--- EXERCISE INPUTS ---
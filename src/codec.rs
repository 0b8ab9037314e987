use crate::types::{FrameBatch, PanelFrame, ProtocolVersion};
use bytes::{BufMut, Bytes, BytesMut};

/// Number of frames per panel in a v1 message. The device only accepts one.
pub const V1_FRAMES_PER_PANEL: u8 = 1;

/// Size of one panel entry in a v1 message
pub const V1_PANEL_SIZE: usize = 7;

/// Size of one panel entry in a v2 message
pub const V2_PANEL_SIZE: usize = 8;

/// Encode a batch into one external control datagram.
///
/// All fields are little-endian. Values wider than their field are
/// truncated, never rejected.
///
/// ```text
/// v1: [count u8]  ([id u8][frames u8][R][G][B][W][transition u8])*
/// v2: [count u16] ([id u16][R][G][B][W][transition u16])*
/// ```
pub fn encode(version: ProtocolVersion, batch: &FrameBatch) -> Bytes {
    let mut buf = BytesMut::with_capacity(encoded_len(version, batch));
    match version {
        ProtocolVersion::V1 => {
            buf.put_u8(batch.len() as u8);
            for panel in batch.iter() {
                encode_v1_panel(panel, &mut buf);
            }
        }
        ProtocolVersion::V2 => {
            buf.put_u16_le(batch.len() as u16);
            for panel in batch.iter() {
                encode_v2_panel(panel, &mut buf);
            }
        }
    }
    buf.freeze()
}

/// Byte length of the datagram `encode` produces
pub fn encoded_len(version: ProtocolVersion, batch: &FrameBatch) -> usize {
    match version {
        ProtocolVersion::V1 => 1 + batch.len() * V1_PANEL_SIZE,
        ProtocolVersion::V2 => 2 + batch.len() * V2_PANEL_SIZE,
    }
}

fn encode_v1_panel(panel: &PanelFrame, buf: &mut BytesMut) {
    let color = &panel.frame;
    buf.put_u8(panel.id as u8);
    buf.put_u8(V1_FRAMES_PER_PANEL);
    buf.put_u8(color.red as u8);
    buf.put_u8(color.green as u8);
    buf.put_u8(color.blue as u8);
    buf.put_u8(color.white as u8);
    buf.put_u8(color.transition as u8);
}

fn encode_v2_panel(panel: &PanelFrame, buf: &mut BytesMut) {
    let color = &panel.frame;
    buf.put_u16_le(panel.id as u16);
    buf.put_u8(color.red as u8);
    buf.put_u8(color.green as u8);
    buf.put_u8(color.blue as u8);
    buf.put_u8(color.white as u8);
    buf.put_u16_le(color.transition as u16);
}

#[cfg(test)]
mod tests {
    use super::*;
    use crate::types::FrameColor;

    fn single(id: u32, color: FrameColor) -> FrameBatch {
        let mut batch = FrameBatch::new();
        batch.push(id, color);
        batch
    }

    #[test]
    fn test_encode_v2_single_red_panel() {
        let batch = single(1, FrameColor::new(255, 0, 0, 0, 1));
        let bytes = encode(ProtocolVersion::V2, &batch);
        assert_eq!(
            bytes.as_ref(),
            &[0x01, 0x00, 0x01, 0x00, 0xFF, 0x00, 0x00, 0x00, 0x01, 0x00]
        );
    }

    #[test]
    fn test_encode_v1_single_panel() {
        let batch = single(42, FrameColor::new(10, 20, 30, 40, 5));
        let bytes = encode(ProtocolVersion::V1, &batch);
        assert_eq!(bytes.as_ref(), &[0x01, 42, 0x01, 10, 20, 30, 40, 5]);
    }

    #[test]
    fn test_encode_v1_keeps_order() {
        let mut batch = FrameBatch::new();
        batch
            .push(3, FrameColor::rgb(1, 1, 1, 0))
            .push(1, FrameColor::rgb(2, 2, 2, 0))
            .push(3, FrameColor::rgb(3, 3, 3, 0));

        let bytes = encode(ProtocolVersion::V1, &batch);
        assert_eq!(bytes.len(), encoded_len(ProtocolVersion::V1, &batch));
        assert_eq!(bytes[0], 3);

        let ids: Vec<u8> = bytes[1..].chunks(V1_PANEL_SIZE).map(|p| p[0]).collect();
        let reds: Vec<u8> = bytes[1..].chunks(V1_PANEL_SIZE).map(|p| p[2]).collect();
        assert_eq!(ids, vec![3, 1, 3]);
        assert_eq!(reds, vec![1, 2, 3]);
    }

    #[test]
    fn test_encoded_len_matches_encode() {
        let batch: FrameBatch = (1..=5)
            .map(|id| crate::types::PanelFrame::new(id, FrameColor::new(id, 0, 0, 0, 1)))
            .collect();

        let v1 = encode(ProtocolVersion::V1, &batch);
        assert_eq!(v1.len(), encoded_len(ProtocolVersion::V1, &batch));
        assert_eq!(v1.len(), 1 + 5 * 7);

        let v2 = encode(ProtocolVersion::V2, &batch);
        assert_eq!(v2.len(), encoded_len(ProtocolVersion::V2, &batch));
        assert_eq!(v2.len(), 2 + 5 * 8);

        // every v1 entry: id, one frame, R, G, B, W, transition
        for (i, entry) in v1[1..].chunks(V1_PANEL_SIZE).enumerate() {
            let id = i as u8 + 1;
            assert_eq!(entry, &[id, 1, id, 0, 0, 0, 1]);
        }
    }

    #[test]
    fn test_encode_v2_wide_fields_little_endian() {
        let batch = single(0x0102, FrameColor::new(1, 2, 3, 4, 0x0A0B));
        let bytes = encode(ProtocolVersion::V2, &batch);
        assert_eq!(
            bytes.as_ref(),
            &[0x01, 0x00, 0x02, 0x01, 1, 2, 3, 4, 0x0B, 0x0A]
        );
    }

    #[test]
    fn test_truncates_out_of_range_values() {
        let batch = single(257, FrameColor::new(256, 511, 0x1_00FF, 300, 256));

        let v1 = encode(ProtocolVersion::V1, &batch);
        assert_eq!(v1.as_ref(), &[0x01, 0x01, 0x01, 0x00, 0xFF, 0xFF, 0x2C, 0x00]);

        let v2 = encode(ProtocolVersion::V2, &batch);
        assert_eq!(
            v2.as_ref(),
            &[0x01, 0x00, 0x01, 0x01, 0x00, 0xFF, 0xFF, 0x2C, 0x00, 0x01]
        );
    }

    #[test]
    fn test_v2_panel_count_above_255() {
        let batch: FrameBatch = (0..300)
            .map(|id| crate::types::PanelFrame::new(id, FrameColor::default()))
            .collect();

        let v2 = encode(ProtocolVersion::V2, &batch);
        assert_eq!(&v2[..2], &[0x2C, 0x01]);
        assert_eq!(v2.len(), 2 + 300 * V2_PANEL_SIZE);

        // v1 count wraps like every other field
        let v1 = encode(ProtocolVersion::V1, &batch);
        assert_eq!(v1[0], 44);
    }

    #[test]
    fn test_empty_batch_encodes_header_only() {
        let batch = FrameBatch::new();
        assert_eq!(encode(ProtocolVersion::V1, &batch).as_ref(), &[0x00]);
        assert_eq!(encode(ProtocolVersion::V2, &batch).as_ref(), &[0x00, 0x00]);
    }
}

--- EXERCISE INSTRUCTIONS ---
Copy every line of the material above in which the word "collect" appears.

--- WRITTEN REPLY ---
        let ids: Vec<u8> = bytes[1..].chunks(V1_PANEL_SIZE).map(|p| p[0]).collect();
        let reds: Vec<u8> = bytes[1..].chunks(V1_PANEL_SIZE).map(|p| p[2]).collect();
            .collect();
            .collect();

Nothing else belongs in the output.